2) The compulsory nature of the settlement — it includes everyone who has a copyright interest in the U.S., and it's binding on everyone unless they opt out: "You are giving Google permission, and in return, you get some benefits". Now Google offers GMail, and you can take it or leave it. But here they need permission from more people than have ever been involved in such a process before. Is privacy important enough to be part of the deal?
3) Implications for privacy. If Google can look at every page that you ever read, ??
4) This is a legal hack — which I like in general, EFF often used them — but this is a VERY big hack.

It's not like the privacy issues with the Amazon Kindle or the iPhone, because it's no much bigger, so much longer term, and it's compulsory.

Are the enforcement and accountability mechanisms adequate in this case?

Two models that might be followed:

All of the records in Google Health are kept separate from all your other Google info.
Google's location product — Latitude — has amnesia built into it, it only knows where you are now, not where you were.

Should Google Books do similarly?

If privacy violation occur, how will we know? What will the consequences be?

Michael Zimmer: Planet Google becomes the center of gravity of everyone's information-seeking activities; results are good, which is why we do it, but the resulting infrastructure is a potential threat. This is why we're worried about data retention policies, etc.

Norms of information flow: when you go into a library, in real life or on line, you have some expectations about privacy. Norms for web searching are different. A certain amount of tracking is inherent — and beneficial. A lot of people accept it and move on. Now the question arises, which norms apply to looking at Google Books on line?

Competition: when users are informed, they can "vote with their feet" if they don't like the privacy policy of a given provider. But Google Books will be a monopoly — if people don't like it, where can they go?

There's an FAQ on the Inside Google Books blog. A Google Account will not be necessary; they won't sell access information; their general privacy policy applies.

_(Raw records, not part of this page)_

use std::io::{self, Stderr};
use std::thread::{self, ThreadId};
use std::time::Duration;
use anyhow::Result;
use crossterm::{
    event::{
        self, DisableBracketedPaste, DisableMouseCapture, EnableBracketedPaste, EnableMouseCapture,
        Event, KeyEvent, KeyEventKind, KeyboardEnhancementFlags, MouseEvent,
        PopKeyboardEnhancementFlags, PushKeyboardEnhancementFlags,
    },
    execute,
    terminal::{
        disable_raw_mode, enable_raw_mode, supports_keyboard_enhancement, EnterAlternateScreen,
        LeaveAlternateScreen,
    },
};
use ratatui::{backend::CrosstermBackend, Terminal};
use futures_util::StreamExt;
use tokio::sync::mpsc;

pub type Tui = Terminal<CrosstermBackend<Stderr>>;

const TICK_INTERVAL: Duration = Duration::from_millis(300);

#[derive(Debug)]
pub enum AppEvent {
    Key(KeyEvent),
    Mouse(MouseEvent),
    Paste(String),
    Resize(u16, u16),
    Tick,
}

pub struct EventHandler {
    rx: mpsc::UnboundedReceiver<AppEvent>,
}

impl EventHandler {
    pub fn new() -> Self {
        let (tx, rx) = mpsc::unbounded_channel();

        let tx_events = tx.clone();
        tokio::spawn(async move {
            let mut reader = event::EventStream::new();
            while let Some(evt) = reader.next().await {
                let app_event = match evt {
                    // Only key presses; releases would double every keystroke
                    Ok(Event::Key(key)) if key.kind == KeyEventKind::Press => AppEvent::Key(key),
                    Ok(Event::Mouse(mouse)) => AppEvent::Mouse(mouse),
                    Ok(Event::Paste(text)) => AppEvent::Paste(text),
                    Ok(Event::Resize(w, h)) => AppEvent::Resize(w, h),
                    Ok(_) => continue,
                    Err(e) => {
                        tracing::warn!("Terminal event stream error: {e}");
                        continue;
                    }
                };

                if tx_events.send(app_event).is_err() {
                    break;
                }
            }
        });

        // Drives the "Thinking..." animation
        tokio::spawn(async move {
            let mut interval = tokio::time::interval(TICK_INTERVAL);
            loop {
                interval.tick().await;
                if tx.send(AppEvent::Tick).is_err() {
                    break;
                }
            }
        });

        Self { rx }
    }

    pub async fn next(&mut self) -> Option<AppEvent> {
        self.rx.recv().await
    }
}

pub fn init() -> Result<Tui> {
    enable_raw_mode()?;
    execute!(io::stderr(), EnterAlternateScreen, EnableMouseCapture, EnableBracketedPaste)?;

    // Lets Shift+Enter be told apart from Enter where the terminal supports it
    if supports_keyboard_enhancement().unwrap_or(false) {
        execute!(
            io::stderr(),
            PushKeyboardEnhancementFlags(KeyboardEnhancementFlags::DISAMBIGUATE_ESCAPE_CODES)
        )?;
    }

    let backend = CrosstermBackend::new(io::stderr());
    let terminal = Terminal::new(backend)?;

    Ok(terminal)
}

pub fn restore() -> Result<()> {
    if supports_keyboard_enhancement().unwrap_or(false) {
        execute!(io::stderr(), PopKeyboardEnhancementFlags)?;
    }
    execute!(io::stderr(), DisableBracketedPaste, DisableMouseCapture, LeaveAlternateScreen)?;
    disable_raw_mode()?;
    Ok(())
}

/// Whether a panic on the current thread takes the UI down with it.
/// Panics on runtime worker threads come from backend tasks, which the
/// conversation catches and answers with a fallback reply.
fn panic_ends_ui(ui_thread: ThreadId) -> bool {
    thread::current().id() == ui_thread
}

/// Install panic hook to restore terminal on panic. Must be called from the
/// thread that draws the UI.
pub fn install_panic_hook() {
    let ui_thread = thread::current().id();
    let original_hook = std::panic::take_hook();
    std::panic::set_hook(Box::new(move |panic_info| {
        if panic_ends_ui(ui_thread) {
            let _ = restore();
            original_hook(panic_info);
        } else {
            // Printing to stderr would draw over the TUI
            tracing::error!("Panic in background task: {panic_info}");
        }
    }));
}

#[cfg(test)]
mod tests {
    use super::*;

    #[test]
    fn test_only_ui_thread_panics_end_ui() {
        let ui_thread = thread::current().id();
        assert!(panic_ends_ui(ui_thread));

        let from_worker = thread::spawn(move || panic_ends_ui(ui_thread)).join().unwrap();
        assert!(!from_worker);
    }
}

I trust Google; but like Tom says, I'd like to trust more. Google Street view had very different policies in the U.S. vs. in Europe and Canada, because privacy laws were different. But maybe the ethics should be the same in both cases.

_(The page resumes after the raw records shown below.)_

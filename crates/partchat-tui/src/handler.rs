use anyhow::Result;
use crossterm::event::{KeyCode, KeyEvent, KeyModifiers, MouseEvent, MouseEventKind};
use crate::app::App;
use crate::tui::AppEvent;

pub fn handle_event(app: &mut App, event: AppEvent) -> Result<()> {
    match event {
        AppEvent::Key(key) => handle_key(app, key)?,
        AppEvent::Mouse(mouse) => handle_mouse(app, mouse),
        AppEvent::Paste(text) => app.paste(&text),
        // Wrap width changed; keep the newest message in view
        AppEvent::Resize(_, _) => app.scroll_to_bottom(),
        AppEvent::Tick => app.tick_animation(),
    }
    Ok(())
}

fn handle_key(app: &mut App, key: KeyEvent) -> Result<()> {
    let ctrl = key.modifiers.contains(KeyModifiers::CONTROL);

    match key.code {
        KeyCode::Char('c') if ctrl => app.should_quit = true,
        KeyCode::Esc => app.should_quit = true,

        KeyCode::Char('s') if ctrl => match app.export_transcript() {
            Ok(path) => app.status = Some(format!("Saved {}", path.display())),
            Err(e) => {
                tracing::error!("Transcript export failed: {e:#}");
                app.status = Some(format!("Export failed: {e}"));
            }
        },

        // Shift+Enter is a literal newline. Alt+Enter too, for terminals
        // that can't report Shift on Enter.
        KeyCode::Enter
            if key.modifiers.intersects(KeyModifiers::SHIFT | KeyModifiers::ALT) =>
        {
            app.conversation.insert_newline();
        }
        // Plain Enter submits; the newline never reaches the buffer
        KeyCode::Enter => app.submit(),

        KeyCode::Backspace => app.conversation.backspace(),
        KeyCode::Delete => app.conversation.delete(),
        KeyCode::Left => app.conversation.move_left(),
        KeyCode::Right => app.conversation.move_right(),
        KeyCode::Home => app.conversation.move_home(),
        KeyCode::End => app.conversation.move_end(),

        KeyCode::Up => app.scroll_up(1),
        KeyCode::Down => app.scroll_down(1),
        KeyCode::PageUp => app.scroll_up(app.page_size()),
        KeyCode::PageDown => app.scroll_down(app.page_size()),

        KeyCode::Char(c) if !ctrl => app.conversation.insert_char(c),
        _ => {}
    }

    Ok(())
}

fn handle_mouse(app: &mut App, mouse: MouseEvent) {
    match mouse.kind {
        MouseEventKind::ScrollDown => app.scroll_down(3),
        MouseEventKind::ScrollUp => app.scroll_up(3),
        _ => {}
    }
}
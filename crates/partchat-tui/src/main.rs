use std::sync::Arc;
use anyhow::{bail, Context, Result};
use clap::{Parser, Subcommand};
use partchat_core::{render_content, BackendClient, Config, Conversation, SubmitOutcome, SubmitPolicy};

mod app;
mod handler;
mod logging;
mod tui;
mod ui;

use app::App;
use logging::LogTarget;
use tui::{EventHandler, Tui};

#[derive(Parser)]
#[command(name = "partchat")]
#[command(version, about = "Chat with the parts assistant backend")]
struct Cli {
    /// Backend chat endpoint (overrides config and PARTCHAT_BACKEND_URL)
    #[arg(long, global = true)]
    backend_url: Option<String>,

    /// Send one query at a time; later messages wait for the current reply
    #[arg(long, global = true)]
    serialize: bool,

    #[command(subcommand)]
    command: Option<Commands>,
}

#[derive(Subcommand)]
enum Commands {
    /// Send a single query and print the reply
    Ask {
        /// Your question
        query: String,
        /// Print the rendered, sanitized HTML instead of the raw reply
        #[arg(long)]
        html: bool,
    },
    /// Show the config file location and current settings
    Config {
        /// Write the current settings to the config file
        #[arg(long)]
        init: bool,
    },
}

#[tokio::main]
async fn main() -> Result<()> {
    let cli = Cli::parse();

    let mut config = Config::load().context("Failed to load config")?;
    if let Some(url) = cli.backend_url {
        config.backend_url = url;
    }
    if cli.serialize {
        config.submit_policy = SubmitPolicy::Serialized;
    }

    match cli.command {
        None => {
            logging::init(&config, LogTarget::File);
            run_tui(&config).await
        }
        Some(Commands::Ask { query, html }) => {
            logging::init(&config, LogTarget::Stderr);
            ask(&config, &query, html).await
        }
        Some(Commands::Config { init }) => show_config(&config, init),
    }
}

async fn run_tui(config: &Config) -> Result<()> {
    let mut app = App::new(config)?;

    tui::install_panic_hook();
    let mut terminal = tui::init()?;
    let mut events = EventHandler::new();

    let result = run_loop(&mut terminal, &mut app, &mut events).await;

    tui::restore()?;
    result
}

async fn run_loop(terminal: &mut Tui, app: &mut App, events: &mut EventHandler) -> Result<()> {
    while !app.should_quit {
        app.sync_transcript();
        terminal.draw(|frame| ui::render(app, frame))?;

        tokio::select! {
            Some(event) = events.next() => handler::handle_event(app, event)?,
            () = app.conversation.receive_reply() => {}
            else => break,
        }
    }

    if app.conversation.is_awaiting() {
        tracing::info!(
            in_flight = app.conversation.in_flight(),
            "Exiting with replies still pending"
        );
    }
    Ok(())
}

async fn ask(config: &Config, query: &str, html: bool) -> Result<()> {
    let client = BackendClient::from_config(config).context("Failed to create backend client")?;
    let mut conversation = Conversation::from_config(Arc::new(client), config);

    conversation.set_input(query);
    if conversation.submit() == SubmitOutcome::Ignored {
        bail!("Query is empty");
    }
    conversation.resolve_next().await;

    let Some(reply) = conversation.messages().last() else {
        bail!("No reply recorded");
    };

    if html {
        println!("{}", render_content(&reply.content));
    } else {
        println!("{}", reply.content);
    }
    Ok(())
}

fn show_config(config: &Config, init: bool) -> Result<()> {
    let path = Config::path()?;

    if init {
        config.save()?;
        println!("Wrote {}", path.display());
    } else {
        println!("{}", path.display());
    }
    println!("{}", serde_json::to_string_pretty(config)?);
    Ok(())
}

Options: Build in anonymity online? Should book search data be protected the way that health data is? Should everything?

The first afternoon session is on Quality.

Paul Duguid is the moderator.

The panelists are me, Geoff Nunberg, Cliff Lynch, and Dan Clancy.

My presentation is here.

Summary of Geoff Nunberg's talk: This is "the last library". So it's important to get it right. But dates, authorship information, categories are often pretty bad.
[Details are in Geoff's slides here.]

Cliff Lynch: It feels like something is happening here that is much bigger than a simple legal settlement. We're making a national decision about what may well be, as Geoff said, "the last library" — and it's important to get that right.

Metadata problems are much less excusable than scan and OCR problems. OCR is a an error-prone process that gets better as algorithms improve. But bibliographic metadata is a mature and well-understood area — if this is "the last library", why not take the trouble to get it right? Three kinds of things mixed up together — OCR output, assertions from bibliographic metadata, assertions from publisher metadata.

Dan Clancy: Some of the most vocal critics are also some of the most avid users. It's important to understand that dialogue and criticism is an important thing.

Is this about identifying problems and thinking through solutions? or is it about creating a dichotomy? How do we move forward?

I actually don't view Google Books as the one and only library. I don't think it will be and I don't think it should be. There will continue to be other digitization activities. To the extent that Google Book Search is our last shot, then without Google Book Search we never would have had a shot; and I don't really think that's true.

For books scanned at a library, we get the metadata from the library. We get updates from libraries every week or two to fix publication date issues. We probably do have a problem with classification, though it's not done automatically. We get classification metadata from many sources, and perhaps we're not combining them in the best way.

To the extent that the source of our data is part of the problem — which it mostly is — now we need to think about how to make things better. Merging records is a tough problem. But part of this is not about Google doing this, it's something that our partners need to do as well.

Metadata is only the tip of the iceberg — there's also public-domain determination. If we trusted our metadata about what was before 1923, our error rate would be atrocious, so we can't afford to do that.

The Human Genome project is not really comparable, because there's no competition in this case, just cooperation. We have partnerships with Hathi Trust, with Michigan, etc. It's not a competition, where as one gains the other loses. It's really about figuring out how you can build a bunch of repositories, and how do you ensure from a preservation perspective that books are held in multiple locations.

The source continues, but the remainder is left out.